_Directions_. Write each entry out again exactly as it was given.

***** Input data *****

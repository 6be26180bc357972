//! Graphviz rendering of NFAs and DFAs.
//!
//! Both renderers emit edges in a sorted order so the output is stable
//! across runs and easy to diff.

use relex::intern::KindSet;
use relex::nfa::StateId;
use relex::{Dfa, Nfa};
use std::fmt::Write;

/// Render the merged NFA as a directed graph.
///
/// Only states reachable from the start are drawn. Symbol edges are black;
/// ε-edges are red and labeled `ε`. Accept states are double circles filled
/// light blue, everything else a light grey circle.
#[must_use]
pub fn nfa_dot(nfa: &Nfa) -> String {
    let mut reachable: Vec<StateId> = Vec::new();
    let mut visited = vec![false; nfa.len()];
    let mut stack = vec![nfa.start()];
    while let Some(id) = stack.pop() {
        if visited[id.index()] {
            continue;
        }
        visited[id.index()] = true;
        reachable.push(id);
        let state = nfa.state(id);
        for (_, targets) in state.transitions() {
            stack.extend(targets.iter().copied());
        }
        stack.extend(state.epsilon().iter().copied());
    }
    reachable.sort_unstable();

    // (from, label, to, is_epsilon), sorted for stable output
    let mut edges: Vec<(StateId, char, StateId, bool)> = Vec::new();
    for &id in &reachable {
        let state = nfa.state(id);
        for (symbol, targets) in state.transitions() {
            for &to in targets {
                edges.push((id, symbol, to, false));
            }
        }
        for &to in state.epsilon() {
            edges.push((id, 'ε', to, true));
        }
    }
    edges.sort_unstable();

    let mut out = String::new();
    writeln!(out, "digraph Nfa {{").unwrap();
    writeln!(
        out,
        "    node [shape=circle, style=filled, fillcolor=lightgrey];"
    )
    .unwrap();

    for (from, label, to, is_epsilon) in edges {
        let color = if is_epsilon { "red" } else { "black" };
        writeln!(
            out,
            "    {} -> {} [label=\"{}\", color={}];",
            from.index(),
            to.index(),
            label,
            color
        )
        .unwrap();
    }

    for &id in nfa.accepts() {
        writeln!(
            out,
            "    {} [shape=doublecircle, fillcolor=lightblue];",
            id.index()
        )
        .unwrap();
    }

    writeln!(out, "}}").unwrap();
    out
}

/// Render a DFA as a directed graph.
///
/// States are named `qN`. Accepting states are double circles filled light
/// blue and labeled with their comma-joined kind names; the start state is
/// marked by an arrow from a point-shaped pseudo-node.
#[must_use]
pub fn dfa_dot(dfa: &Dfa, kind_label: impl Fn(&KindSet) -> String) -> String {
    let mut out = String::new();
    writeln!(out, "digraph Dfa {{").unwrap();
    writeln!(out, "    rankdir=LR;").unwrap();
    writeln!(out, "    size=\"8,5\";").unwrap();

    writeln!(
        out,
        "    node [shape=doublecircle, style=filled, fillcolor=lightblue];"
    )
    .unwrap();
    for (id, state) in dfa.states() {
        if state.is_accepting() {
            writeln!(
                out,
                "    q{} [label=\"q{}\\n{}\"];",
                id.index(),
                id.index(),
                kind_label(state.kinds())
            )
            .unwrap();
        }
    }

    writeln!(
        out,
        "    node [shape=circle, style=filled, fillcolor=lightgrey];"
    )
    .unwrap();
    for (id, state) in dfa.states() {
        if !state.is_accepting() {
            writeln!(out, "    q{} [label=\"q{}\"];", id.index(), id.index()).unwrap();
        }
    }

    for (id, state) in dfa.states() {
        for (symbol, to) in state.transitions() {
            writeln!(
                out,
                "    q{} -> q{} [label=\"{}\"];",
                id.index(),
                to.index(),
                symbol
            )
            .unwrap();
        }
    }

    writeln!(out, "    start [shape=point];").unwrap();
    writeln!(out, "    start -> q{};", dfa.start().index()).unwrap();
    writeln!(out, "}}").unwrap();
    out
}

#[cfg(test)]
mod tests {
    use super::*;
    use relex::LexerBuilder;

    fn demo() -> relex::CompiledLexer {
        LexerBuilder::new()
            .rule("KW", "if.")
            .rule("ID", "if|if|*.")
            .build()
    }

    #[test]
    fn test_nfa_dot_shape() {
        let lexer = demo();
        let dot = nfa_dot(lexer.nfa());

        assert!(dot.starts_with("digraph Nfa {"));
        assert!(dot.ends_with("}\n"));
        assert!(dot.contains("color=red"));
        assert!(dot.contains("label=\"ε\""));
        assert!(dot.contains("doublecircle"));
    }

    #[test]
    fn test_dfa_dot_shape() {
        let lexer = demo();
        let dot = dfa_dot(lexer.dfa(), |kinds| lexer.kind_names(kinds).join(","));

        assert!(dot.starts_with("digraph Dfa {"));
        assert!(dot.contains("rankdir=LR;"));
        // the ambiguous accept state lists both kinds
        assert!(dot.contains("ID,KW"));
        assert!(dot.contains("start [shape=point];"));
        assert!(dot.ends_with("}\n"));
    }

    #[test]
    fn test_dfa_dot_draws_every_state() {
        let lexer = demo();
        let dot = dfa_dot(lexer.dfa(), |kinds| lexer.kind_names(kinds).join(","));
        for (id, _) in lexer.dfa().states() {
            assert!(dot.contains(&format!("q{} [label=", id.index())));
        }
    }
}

*****

_Written solution_.
repository 6be26180bc357972
//! Graphviz rendering of NFAs and DFAs.
//!
//! Both renderers emit edges in a sorted order so the output is stable
//! across runs and easy to diff.

use relex::intern::KindSet;
use relex::nfa::StateId;
use relex::{Dfa, Nfa};
use std::fmt::Write;

/// Render the merged NFA as a directed graph.
///
/// Only states reachable from the start are drawn. Symbol edges are black;
/// ε-edges are red and labeled `ε`. Accept states are double circles filled
/// light blue, everything else a light grey circle.
#[must_use]
pub fn nfa_dot(nfa: &Nfa) -> String {
    let mut reachable: Vec<StateId> = Vec::new();
    let mut visited = vec![false; nfa.len()];
    let mut stack = vec![nfa.start()];
    while let Some(id) = stack.pop() {
        if visited[id.index()] {
            continue;
        }
        visited[id.index()] = true;
        reachable.push(id);
        let state = nfa.state(id);
        for (_, targets) in state.transitions() {
            stack.extend(targets.iter().copied());
        }
        stack.extend(state.epsilon().iter().copied());
    }
    reachable.sort_unstable();

    // (from, label, to, is_epsilon), sorted for stable output
    let mut edges: Vec<(StateId, char, StateId, bool)> = Vec::new();
    for &id in &reachable {
        let state = nfa.state(id);
        for (symbol, targets) in state.transitions() {
            for &to in targets {
                edges.push((id, symbol, to, false));
            }
        }
        for &to in state.epsilon() {
            edges.push((id, 'ε', to, true));
        }
    }
    edges.sort_unstable();

    let mut out = String::new();
    writeln!(out, "digraph Nfa {{").unwrap();
    writeln!(
        out,
        "    node [shape=circle, style=filled, fillcolor=lightgrey];"
    )
    .unwrap();

    for (from, label, to, is_epsilon) in edges {
        let color = if is_epsilon { "red" } else { "black" };
        writeln!(
            out,
            "    {} -> {} [label=\"{}\", color={}];",
            from.index(),
            to.index(),
            label,
            color
        )
        .unwrap();
    }

    for &id in nfa.accepts() {
        writeln!(
            out,
            "    {} [shape=doublecircle, fillcolor=lightblue];",
            id.index()
        )
        .unwrap();
    }

    writeln!(out, "}}").unwrap();
    out
}

/// Render a DFA as a directed graph.
///
/// States are named `qN`. Accepting states are double circles filled light
/// blue and labeled with their comma-joined kind names; the start state is
/// marked by an arrow from a point-shaped pseudo-node.
#[must_use]
pub fn dfa_dot(dfa: &Dfa, kind_label: impl Fn(&KindSet) -> String) -> String {
    let mut out = String::new();
    writeln!(out, "digraph Dfa {{").unwrap();
    writeln!(out, "    rankdir=LR;").unwrap();
    writeln!(out, "    size=\"8,5\";").unwrap();

    writeln!(
        out,
        "    node [shape=doublecircle, style=filled, fillcolor=lightblue];"
    )
    .unwrap();
    for (id, state) in dfa.states() {
        if state.is_accepting() {
            writeln!(
                out,
                "    q{} [label=\"q{}\\n{}\"];",
                id.index(),
                id.index(),
                kind_label(state.kinds())
            )
            .unwrap();
        }
    }

    writeln!(
        out,
        "    node [shape=circle, style=filled, fillcolor=lightgrey];"
    )
    .unwrap();
    for (id, state) in dfa.states() {
        if !state.is_accepting() {
            writeln!(out, "    q{} [label=\"q{}\"];", id.index(), id.index()).unwrap();
        }
    }

    for (id, state) in dfa.states() {
        for (symbol, to) in state.transitions() {
            writeln!(
                out,
                "    q{} -> q{} [label=\"{}\"];",
                id.index(),
                to.index(),
                symbol
            )
            .unwrap();
        }
    }

    writeln!(out, "    start [shape=point];").unwrap();
    writeln!(out, "    start -> q{};", dfa.start().index()).unwrap();
    writeln!(out, "}}").unwrap();
    out
}

#[cfg(test)]
mod tests {
    use super::*;
    use relex::LexerBuilder;

    fn demo() -> relex::CompiledLexer {
        LexerBuilder::new()
            .rule("KW", "if.")
            .rule("ID", "if|if|*.")
            .build()
    }

    #[test]
    fn test_nfa_dot_shape() {
        let lexer = demo();
        let dot = nfa_dot(lexer.nfa());

        assert!(dot.starts_with("digraph Nfa {"));
        assert!(dot.ends_with("}\n"));
        assert!(dot.contains("color=red"));
        assert!(dot.contains("label=\"ε\""));
        assert!(dot.contains("doublecircle"));
    }

    #[test]
    fn test_dfa_dot_shape() {
        let lexer = demo();
        let dot = dfa_dot(lexer.dfa(), |kinds| lexer.kind_names(kinds).join(","));

        assert!(dot.starts_with("digraph Dfa {"));
        assert!(dot.contains("rankdir=LR;"));
        // the ambiguous accept state lists both kinds
        assert!(dot.contains("ID,KW"));
        assert!(dot.contains("start [shape=point];"));
        assert!(dot.ends_with("}\n"));
    }

    #[test]
    fn test_dfa_dot_draws_every_state() {
        let lexer = demo();
        let dot = dfa_dot(lexer.dfa(), |kinds| lexer.kind_names(kinds).join(","));
        for (id, _) in lexer.dfa().states() {
            assert!(dot.contains(&format!("q{} [label=", id.index())));
        }
    }
}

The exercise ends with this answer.